The expected output is exactly the lines below, starting at the line with "require full reload" and ending at the line with "pub mod watcher;", both included; no other line belongs in it.

** Opening Given records block **

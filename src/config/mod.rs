//! Configuration management subsystem.
//!
//! # Data Flow
//! ```text
//! rules file (TOML)
//!     → loader.rs (parse & deserialize)
//!     → validation.rs (semantic checks)
//!     → AppConfig (validated, immutable)
//!     → UrlManager::from_config (compiled rules)
//!
//! On file change:
//!     watcher.rs detects change
//!     → loader.rs loads new config
//!     → validation.rs validates
//!     → rebuilt UrlManager sent to the owner
//!     → SharedManager swaps it in atomically
//! ```
//!
//! # Design Decisions
//! - Config is immutable once loaded; changes require full reload
//! - Manager-level fields have defaults; each rule names its route
//! - Validation separates syntactic (serde) from semantic checks

pub mod loader;
pub mod schema;
pub mod validation;
pub mod watcher;

pub use loader::{load_config, parse_config, ConfigError};
pub use schema::{AppConfig, LogFormat, LoggingConfig, NestedRuleConfig, RuleEntry, StaticRuleConfig};
pub use validation::ValidationError;
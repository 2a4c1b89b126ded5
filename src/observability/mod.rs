//! # Observability
//!
//! Prometheus metrics collection. Logging goes through `tracing`.

pub mod metrics;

** Closing Given records block **

Answer to this task »
//! - Config is immutable once loaded; changes require full reload
//! - Manager-level fields have defaults; each rule names its route
//! - Validation separates syntactic (serde) from semantic checks

pub mod loader;
pub mod schema;
pub mod validation;
pub mod watcher;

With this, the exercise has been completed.